Templated Synthesis of End-Functionalized Graphene Nanoribbons through Living Ring-Opening Alkyne Metathesis Polymerization

• Published in: Journal of the American Chemical Society Vol. 141; no. 28; pp. 11050 - 11058
• Main Authors: von Kugelgen, Stephen, Piskun, Ilya, Griffin, James H, Eckdahl, Christopher T, Jarenwattananon, Nanette N, Fischer, Felix R
• Format: Journal Article
• Language: English
• Published: WASHINGTON American Chemical Society 17.07.2019; Amer Chemical Soc
• Subjects: Chemistry; Chemistry, Multidisciplinary; Physical Sciences; Science & Technology; POLYMERS; ROMP; BAND-GAP
• ISSN: 0002-7863; 1520-5126
• DOI: 10.1021/jacs.9b01805

Atomically precise bottom-up synthesized graphene nanoribbons (GNRs) are promising candidates for next-generation electronic materials.
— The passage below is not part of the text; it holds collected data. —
//! Filesystem access abstraction / 文件系统访问抽象
//!
//! Search and preview only ever touch the disk through [`FileSystem`], so a request
//! handler can be given any implementation (local disk, instrumented wrapper in tests).

use async_trait::async_trait;
use chrono::{DateTime, Utc};
use std::io;
use std::path::{Path, PathBuf};
use tokio::io::AsyncRead;

mod local;
#[cfg(test)]
pub(crate) mod memory;

pub use local::LocalFs;

/// Stat result of a single node / 单个节点的元信息
#[derive(Debug, Clone, PartialEq, Eq)]
pub struct FileStat {
    pub is_dir: bool,
    pub size: u64,
    pub modified: DateTime<Utc>,
}

#[async_trait]
pub trait FileSystem: Send + Sync {
    /// Stat a path, following symlinks / 获取元信息（跟随符号链接）
    async fn stat(&self, path: &Path) -> io::Result<FileStat>;

    /// Full paths of the immediate children, in the order the OS lists them / 列出直接子项
    async fn read_dir(&self, path: &Path) -> io::Result<Vec<PathBuf>>;

    /// Read the whole file / 读取整个文件
    async fn read(&self, path: &Path) -> io::Result<Vec<u8>>;

    /// Open a raw byte stream / 打开原始字节流
    async fn open_reader(&self, path: &Path) -> io::Result<Box<dyn AsyncRead + Unpin + Send>>;
}

/// Base name of a path, lossily converted / 获取文件名
pub fn base_name(path: &Path) -> String {
    path.file_name()
        .map(|n| n.to_string_lossy().to_string())
        .unwrap_or_else(|| path.to_string_lossy().to_string())
}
The incorporation of these highly tunable semiconductors into complex device architectures requires the development of synthetic tools that provide control over the absolute length, the sequence, and the end groups of GNRs. Here, we report the living chain-growth synthesis of chevron-type GNRs (cGNRs) templated by a poly-(arylene ethynylene) precursor prepared through ring-opening alkyne metathesis polymerization (ROAMP). The strained triple bonds of a macrocyclic monomer serve both as the site of polymerization and the reaction center for an annulation reaction that laterally extends the conjugated backbone to give cGNRs with predetermined lengths and end groups. The structural control provided by a living polymer-templated synthesis of GNRs paves the way for their future integration into hierarchical assemblies, sequence-defined heterojunctions, and well-defined single-GNR transistors via block copolymer templates.